TRY IT: Look over the lines below. Report each one that includes the string "right".

DATASET:
───

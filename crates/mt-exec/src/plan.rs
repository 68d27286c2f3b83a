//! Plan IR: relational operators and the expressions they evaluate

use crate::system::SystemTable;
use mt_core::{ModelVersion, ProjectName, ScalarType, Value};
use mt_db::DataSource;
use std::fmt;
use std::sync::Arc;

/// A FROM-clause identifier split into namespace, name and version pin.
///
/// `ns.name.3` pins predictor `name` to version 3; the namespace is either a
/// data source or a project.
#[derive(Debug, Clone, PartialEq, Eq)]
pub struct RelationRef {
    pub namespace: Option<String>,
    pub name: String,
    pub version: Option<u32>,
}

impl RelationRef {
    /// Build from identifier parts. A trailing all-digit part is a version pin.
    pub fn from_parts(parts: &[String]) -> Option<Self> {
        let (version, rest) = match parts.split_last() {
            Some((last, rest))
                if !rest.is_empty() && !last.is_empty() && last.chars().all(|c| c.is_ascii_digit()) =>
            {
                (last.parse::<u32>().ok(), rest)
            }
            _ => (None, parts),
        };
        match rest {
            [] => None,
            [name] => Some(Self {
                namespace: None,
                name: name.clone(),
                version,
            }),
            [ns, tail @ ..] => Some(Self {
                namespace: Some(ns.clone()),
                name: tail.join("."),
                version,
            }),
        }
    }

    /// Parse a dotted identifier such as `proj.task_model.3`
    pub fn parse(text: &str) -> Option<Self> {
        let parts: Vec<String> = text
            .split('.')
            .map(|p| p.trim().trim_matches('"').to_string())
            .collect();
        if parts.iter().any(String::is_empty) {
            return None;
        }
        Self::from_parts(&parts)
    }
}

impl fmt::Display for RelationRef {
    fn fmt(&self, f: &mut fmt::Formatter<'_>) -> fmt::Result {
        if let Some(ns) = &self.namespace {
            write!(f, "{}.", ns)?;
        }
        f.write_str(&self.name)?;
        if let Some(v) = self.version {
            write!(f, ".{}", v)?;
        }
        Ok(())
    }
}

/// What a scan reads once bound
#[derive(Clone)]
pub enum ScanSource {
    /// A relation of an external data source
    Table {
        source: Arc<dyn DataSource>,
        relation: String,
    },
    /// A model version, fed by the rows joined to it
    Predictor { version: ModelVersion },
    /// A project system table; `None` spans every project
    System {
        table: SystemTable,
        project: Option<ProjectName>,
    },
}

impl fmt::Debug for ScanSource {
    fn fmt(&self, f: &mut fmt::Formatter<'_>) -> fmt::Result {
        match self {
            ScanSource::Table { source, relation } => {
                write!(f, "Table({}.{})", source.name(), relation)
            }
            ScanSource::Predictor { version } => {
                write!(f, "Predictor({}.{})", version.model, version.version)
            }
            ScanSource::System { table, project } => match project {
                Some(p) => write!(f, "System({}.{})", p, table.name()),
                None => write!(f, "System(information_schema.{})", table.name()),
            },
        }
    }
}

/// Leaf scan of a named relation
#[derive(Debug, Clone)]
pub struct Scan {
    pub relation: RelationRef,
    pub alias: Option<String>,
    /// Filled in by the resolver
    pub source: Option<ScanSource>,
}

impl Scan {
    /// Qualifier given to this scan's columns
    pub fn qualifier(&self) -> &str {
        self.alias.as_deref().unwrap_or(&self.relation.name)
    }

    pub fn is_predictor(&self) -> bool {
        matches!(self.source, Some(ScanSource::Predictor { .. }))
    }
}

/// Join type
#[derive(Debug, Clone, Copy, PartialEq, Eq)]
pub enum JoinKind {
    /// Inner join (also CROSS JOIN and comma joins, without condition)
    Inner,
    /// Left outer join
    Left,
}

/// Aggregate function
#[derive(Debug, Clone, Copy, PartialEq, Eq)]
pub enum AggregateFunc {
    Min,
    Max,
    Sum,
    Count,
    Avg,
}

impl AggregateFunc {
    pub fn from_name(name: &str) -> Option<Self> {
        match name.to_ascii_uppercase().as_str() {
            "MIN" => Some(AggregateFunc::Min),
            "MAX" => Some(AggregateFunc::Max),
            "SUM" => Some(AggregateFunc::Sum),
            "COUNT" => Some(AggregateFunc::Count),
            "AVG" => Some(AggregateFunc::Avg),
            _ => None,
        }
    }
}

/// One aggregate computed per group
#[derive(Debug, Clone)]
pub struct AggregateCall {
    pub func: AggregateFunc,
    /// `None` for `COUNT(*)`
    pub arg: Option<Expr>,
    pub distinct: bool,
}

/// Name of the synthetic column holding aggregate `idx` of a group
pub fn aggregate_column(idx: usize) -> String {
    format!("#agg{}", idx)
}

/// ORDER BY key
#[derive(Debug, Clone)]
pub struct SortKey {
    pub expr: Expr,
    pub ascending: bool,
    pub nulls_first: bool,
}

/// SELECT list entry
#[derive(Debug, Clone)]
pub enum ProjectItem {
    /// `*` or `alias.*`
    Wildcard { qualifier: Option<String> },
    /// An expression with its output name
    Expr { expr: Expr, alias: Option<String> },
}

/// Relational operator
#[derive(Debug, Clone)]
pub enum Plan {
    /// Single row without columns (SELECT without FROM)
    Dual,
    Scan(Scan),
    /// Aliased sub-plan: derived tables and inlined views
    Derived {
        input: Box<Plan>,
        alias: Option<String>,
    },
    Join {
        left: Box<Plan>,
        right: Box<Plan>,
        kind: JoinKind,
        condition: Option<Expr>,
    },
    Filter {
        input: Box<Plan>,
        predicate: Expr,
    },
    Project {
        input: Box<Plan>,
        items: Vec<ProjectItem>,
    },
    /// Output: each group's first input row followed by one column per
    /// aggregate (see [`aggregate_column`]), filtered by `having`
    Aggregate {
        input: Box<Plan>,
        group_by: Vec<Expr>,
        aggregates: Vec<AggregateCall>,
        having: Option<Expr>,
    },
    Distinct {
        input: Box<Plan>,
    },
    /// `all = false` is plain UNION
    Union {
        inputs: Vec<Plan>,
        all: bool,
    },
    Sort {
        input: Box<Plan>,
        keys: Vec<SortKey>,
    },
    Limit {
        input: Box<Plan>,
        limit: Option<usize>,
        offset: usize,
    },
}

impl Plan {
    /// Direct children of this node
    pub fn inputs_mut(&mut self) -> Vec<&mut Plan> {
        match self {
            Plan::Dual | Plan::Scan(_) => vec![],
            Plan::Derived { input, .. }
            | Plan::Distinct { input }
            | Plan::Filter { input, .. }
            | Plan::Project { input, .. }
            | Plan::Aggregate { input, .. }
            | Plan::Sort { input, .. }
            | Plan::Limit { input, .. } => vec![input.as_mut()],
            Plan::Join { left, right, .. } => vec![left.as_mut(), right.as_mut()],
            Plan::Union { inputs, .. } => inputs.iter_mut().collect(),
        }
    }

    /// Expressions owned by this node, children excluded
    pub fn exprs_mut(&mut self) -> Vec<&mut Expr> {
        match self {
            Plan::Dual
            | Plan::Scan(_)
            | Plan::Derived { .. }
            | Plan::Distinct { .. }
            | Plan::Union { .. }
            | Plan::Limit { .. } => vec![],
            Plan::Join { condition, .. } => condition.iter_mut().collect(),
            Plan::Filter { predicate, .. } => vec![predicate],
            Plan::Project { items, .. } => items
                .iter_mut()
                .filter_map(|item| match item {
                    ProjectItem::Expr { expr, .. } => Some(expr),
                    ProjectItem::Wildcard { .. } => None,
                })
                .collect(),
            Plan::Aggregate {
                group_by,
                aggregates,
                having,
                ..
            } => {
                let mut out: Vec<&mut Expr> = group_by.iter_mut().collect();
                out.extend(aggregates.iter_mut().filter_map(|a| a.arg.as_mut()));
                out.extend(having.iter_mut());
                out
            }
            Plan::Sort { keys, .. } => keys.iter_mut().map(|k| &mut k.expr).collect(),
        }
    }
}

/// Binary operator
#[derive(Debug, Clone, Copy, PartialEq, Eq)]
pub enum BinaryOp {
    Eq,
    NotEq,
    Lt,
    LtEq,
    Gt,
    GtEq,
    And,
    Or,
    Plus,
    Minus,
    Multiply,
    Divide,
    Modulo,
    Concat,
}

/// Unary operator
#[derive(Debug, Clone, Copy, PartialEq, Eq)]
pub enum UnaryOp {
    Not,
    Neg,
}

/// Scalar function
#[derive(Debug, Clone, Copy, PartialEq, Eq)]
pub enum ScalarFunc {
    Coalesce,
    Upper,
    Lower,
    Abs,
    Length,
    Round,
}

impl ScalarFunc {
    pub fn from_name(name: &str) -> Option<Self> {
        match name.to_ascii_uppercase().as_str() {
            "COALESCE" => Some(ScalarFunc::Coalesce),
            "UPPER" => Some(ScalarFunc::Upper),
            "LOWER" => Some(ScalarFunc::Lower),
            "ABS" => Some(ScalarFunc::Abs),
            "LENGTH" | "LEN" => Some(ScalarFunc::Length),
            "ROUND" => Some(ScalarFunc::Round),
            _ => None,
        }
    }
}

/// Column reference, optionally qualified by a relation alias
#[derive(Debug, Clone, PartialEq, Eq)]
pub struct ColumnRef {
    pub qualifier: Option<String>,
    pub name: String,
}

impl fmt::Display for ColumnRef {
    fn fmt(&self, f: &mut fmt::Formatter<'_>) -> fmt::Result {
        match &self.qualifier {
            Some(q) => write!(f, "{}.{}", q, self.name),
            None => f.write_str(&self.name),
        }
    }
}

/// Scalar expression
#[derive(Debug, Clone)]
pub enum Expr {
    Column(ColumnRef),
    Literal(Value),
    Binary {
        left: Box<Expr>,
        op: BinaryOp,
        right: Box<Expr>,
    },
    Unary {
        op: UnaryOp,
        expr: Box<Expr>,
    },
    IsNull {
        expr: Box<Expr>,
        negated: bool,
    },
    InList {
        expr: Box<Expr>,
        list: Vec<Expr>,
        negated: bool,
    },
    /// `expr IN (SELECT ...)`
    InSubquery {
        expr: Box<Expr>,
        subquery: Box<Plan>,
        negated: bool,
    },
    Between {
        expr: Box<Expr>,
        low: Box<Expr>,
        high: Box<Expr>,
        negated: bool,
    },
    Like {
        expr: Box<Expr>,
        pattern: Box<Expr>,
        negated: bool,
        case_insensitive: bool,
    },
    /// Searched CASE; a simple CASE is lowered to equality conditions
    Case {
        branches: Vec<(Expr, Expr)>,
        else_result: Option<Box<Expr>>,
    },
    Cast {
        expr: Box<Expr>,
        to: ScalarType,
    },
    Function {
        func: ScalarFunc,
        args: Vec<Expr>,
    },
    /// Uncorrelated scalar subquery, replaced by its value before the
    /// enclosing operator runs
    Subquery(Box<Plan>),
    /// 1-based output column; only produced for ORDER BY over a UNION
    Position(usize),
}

───

FINISHED EXERCISE:
        right: Box<Plan>,
            Plan::Join { left, right, .. } => vec![left.as_mut(), right.as_mut()],
        right: Box<Expr>,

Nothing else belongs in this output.